The
Supreme Court on Monday held that the income tax authorities cannot add to a
taxpayer's income under Section 153A of the Income Tax Act if no incriminating
evidence is found during a search. The court, however, left the scope for the
authorities to re-open the cases of tax violation if any incriminating evidence
emerges later.
Section
153A of the I-T Act specifies a process to determine the income of the searched
individual. It aims to bring undisclosed income under the tax. The cases can be
re-opened under Section 147/148.
According
to the report, a division bench of justices MR Shah and Sudhanshu Dhulia said
that if no incriminating evidence is found during the search, the Assessing
Officer (AO) cannot assess other material which relates to already completed
assessments.
The
report also quoted Vishwas Panijar, partner with Nangia Andersen LLP, as saying
that the reassessment is detrimental to the taxpayer by its very nature.

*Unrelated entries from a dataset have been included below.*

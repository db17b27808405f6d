//! Inference-mode 2D batch normalization.
//!
//! Pretrained backbones here are feature extractors, not recipients of
//! further norm-statistic updates, so this layer always normalizes with
//! the stored running statistics. The statistics are module constants:
//! they never receive gradients and survive `no_grad` untouched, which
//! keeps the forward pass a pure function of (input, stored state).

use burn::module::Param;
use burn::prelude::*;

/// Configuration for [`BatchNorm2d`].
#[derive(Config, Debug)]
pub struct BatchNorm2dConfig {
    /// Number of channels normalized independently.
    pub num_channels: usize,
    /// Added to the running variance for numerical stability.
    #[config(default = 1e-5)]
    pub epsilon: f64,
}

/// Per-channel affine normalization over `(batch, channel, height, width)`
/// input using frozen running statistics.
#[derive(Module, Debug)]
pub struct BatchNorm2d<B: Backend> {
    /// Learned per-channel scale, shape `(num_channels,)`.
    pub gamma: Param<Tensor<B, 1>>,
    /// Learned per-channel shift, shape `(num_channels,)`.
    pub beta: Param<Tensor<B, 1>>,
    /// Running mean captured during the original training, shape `(num_channels,)`.
    pub running_mean: Tensor<B, 1>,
    /// Running variance captured during the original training, shape `(num_channels,)`.
    pub running_var: Tensor<B, 1>,
    epsilon: f64,
}

impl BatchNorm2dConfig {
    /// Initialize to the identity transform: unit scale, zero shift,
    /// zero mean, unit variance.
    pub fn init<B: Backend>(&self, device: &B::Device) -> BatchNorm2d<B> {
        let c = self.num_channels;
        BatchNorm2d {
            gamma: Param::from_tensor(Tensor::ones([c], device)),
            beta: Param::from_tensor(Tensor::zeros([c], device)),
            running_mean: Tensor::zeros([c], device),
            running_var: Tensor::ones([c], device),
            epsilon: self.epsilon,
        }
    }
}

impl<B: Backend> BatchNorm2d<B> {
    /// Applies `gamma * (x - mean) / sqrt(var + epsilon) + beta` per channel.
    ///
    /// Input shape: `(batch, num_channels, height, width)`
    /// Output shape: `(batch, num_channels, height, width)`
    pub fn forward(&self, input: Tensor<B, 4>) -> Tensor<B, 4> {
        let [_, channels, _, _] = input.dims();

        // (c,) -> (1, c, 1, 1) so the per-channel terms broadcast over
        // batch and spatial dims.
        let shape = [1, channels, 1, 1];
        let mean = self.running_mean.clone().reshape(shape);
        let var = self.running_var.clone().reshape(shape);
        let gamma = self.gamma.val().reshape(shape);
        let beta = self.beta.val().reshape(shape);

        let normalized = (input - mean) / (var + self.epsilon).sqrt();
        normalized * gamma + beta
    }

    /// Number of channels this layer normalizes.
    pub fn num_channels(&self) -> usize {
        self.gamma.val().dims()[0]
    }
}
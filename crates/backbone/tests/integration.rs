//! Integration tests for the checkpoint pipeline: export, serialize,
//! read back, apply, and fetch through the registry cache.

use std::path::Path;

use burn::backend::ndarray::NdArray;
use burn::prelude::*;
use burn::tensor::Distribution;
use safetensors::tensor::{Dtype, TensorView};
use tempfile::TempDir;

use backbone::{
    read_checkpoint, strip_key_prefix, Backbone, ResNetArch, ResNetConfig, WeightMap,
    WeightRegistry, WeightsError,
};

type TestBackend = NdArray<f32>;

// ---- Helpers ----

fn resnet18(num_classes: usize) -> backbone::ResNet<TestBackend> {
    ResNetConfig::new(ResNetArch::ResNet18)
        .with_num_classes(num_classes)
        .init(&Default::default())
}

fn random_images(batch: usize) -> Tensor<TestBackend, 4> {
    Tensor::random(
        [batch, 3, 32, 32],
        Distribution::Normal(0.0, 1.0),
        &Default::default(),
    )
}

fn write_safetensors(path: &Path, map: &WeightMap) {
    let buffers: Vec<(String, Vec<usize>, Vec<u8>)> = map
        .iter()
        .map(|(name, tensor)| {
            let bytes = tensor.data.iter().flat_map(|v| v.to_le_bytes()).collect();
            (name.clone(), tensor.shape.clone(), bytes)
        })
        .collect();
    let views: Vec<(&str, TensorView)> = buffers
        .iter()
        .map(|(name, shape, bytes)| {
            (
                name.as_str(),
                TensorView::new(Dtype::F32, shape.clone(), bytes).unwrap(),
            )
        })
        .collect();
    safetensors::serialize_to_file(views, &None, path).unwrap();
}

fn max_abs_diff(a: Tensor<TestBackend, 2>, b: Tensor<TestBackend, 2>) -> f32 {
    (a - b).abs().max().into_scalar()
}

// ---- Test 1: weights survive a file round trip ----

#[test]
fn test_checkpoint_file_round_trip() {
    let dir = TempDir::new().unwrap();
    let path = dir.path().join("resnet18.safetensors");

    let model = resnet18(1000);
    write_safetensors(&path, &model.to_weight_map());

    let map = read_checkpoint(&path).unwrap();
    let loaded = resnet18(1000)
        .load_weight_map(&map, &Default::default())
        .unwrap();

    let images = random_images(2);
    let diff = max_abs_diff(model.forward(images.clone()), loaded.forward(images));
    assert!(diff < 1e-5, "outputs diverged after round trip: {}", diff);
}

// ---- Test 2: head-size mismatch is reported, not papered over ----

#[test]
fn test_load_rejects_wrong_head_width() {
    let map = resnet18(1000).to_weight_map();

    let err = resnet18(365)
        .load_weight_map(&map, &Default::default())
        .unwrap_err();

    match err {
        WeightsError::ShapeMismatch { name, .. } => {
            assert!(name.starts_with("fc."), "mismatch should be in the head, got {name}");
        }
        other => panic!("expected ShapeMismatch, got {other:?}"),
    }
}

// ---- Test 2b: garbage bytes are a decode error, not a panic ----

#[test]
fn test_undecodable_checkpoint_is_an_error() {
    let dir = TempDir::new().unwrap();
    let path = dir.path().join("weights.pth");
    std::fs::write(&path, b"not a pickle archive").unwrap();

    let err = read_checkpoint(&path).unwrap_err();

    assert!(matches!(err, WeightsError::Checkpoint { .. }), "got {err:?}");
}

// ---- Test 3: distributed-training prefixes strip cleanly ----

#[test]
fn test_module_prefix_round_trip() {
    let map = resnet18(1000).to_weight_map();
    let prefixed: WeightMap = map
        .iter()
        .map(|(key, tensor)| (format!("module.{key}"), tensor.clone()))
        .collect();

    let stripped = strip_key_prefix(prefixed, "module.");

    assert_eq!(stripped.len(), map.len());
    assert!(stripped.keys().eq(map.keys()));
}

// ---- Test 4: registry fetch + decode + apply, fully offline ----

#[test]
fn test_registry_cache_feeds_loader() {
    let dir = TempDir::new().unwrap();
    let model = resnet18(1000);

    // Seed the cache slot by hand; the URL host never resolves, so a
    // hit proves fetch went through the cache.
    let cached_dir = dir.path().join("resnet18");
    std::fs::create_dir_all(&cached_dir).unwrap();
    write_safetensors(
        &cached_dir.join("resnet18.safetensors"),
        &model.to_weight_map(),
    );

    let registry = WeightRegistry::empty(dir.path()).with_url(
        ResNetArch::ResNet18,
        "https://weights.invalid/files/resnet18.safetensors",
    );

    let path = registry.fetch(ResNetArch::ResNet18).unwrap();
    let map = read_checkpoint(&path).unwrap();
    let loaded = resnet18(1000)
        .load_weight_map(&map, &Default::default())
        .unwrap();

    assert_eq!(loaded.feature_dim(), 512);
    let images = random_images(1);
    let diff = max_abs_diff(model.forward(images.clone()), loaded.forward(images));
    assert!(diff < 1e-5, "cached weights diverged: {}", diff);
}

// ---- Test 5: live torchvision download (network) ----

#[test]
#[ignore = "downloads ~45 MB from download.pytorch.org"]
fn test_fetch_torchvision_resnet18() {
    let dir = TempDir::new().unwrap();
    let registry = WeightRegistry::new(dir.path());

    let path = registry.fetch(ResNetArch::ResNet18).unwrap();
    assert!(path.is_file());

    let map = read_checkpoint(&path).unwrap();
    let model = resnet18(1000)
        .load_weight_map(&map, &Default::default())
        .unwrap();

    // A real pretrained model should produce finite logits.
    let logits = model.forward(random_images(1));
    let mean = logits.mean().into_scalar();
    assert!(mean.is_finite(), "logits mean is {}", mean);
}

So, it
would require a higher degree of care by the department. According to the law,
'reassessment' inherently satisfies two of the most critical elements. One, it
is deemed that income has escaped assessment in a case where a search/seizure
has been conducted. Second, a show cause notice before initiating reassessment
is not required to be given in such cases.
Panijar
added that there is no restriction on the initiation of reassessment,
safeguards like a time limit for issuing of notice and seeking the reason for
reassessment would continue to be available to the taxpayer even in such cases.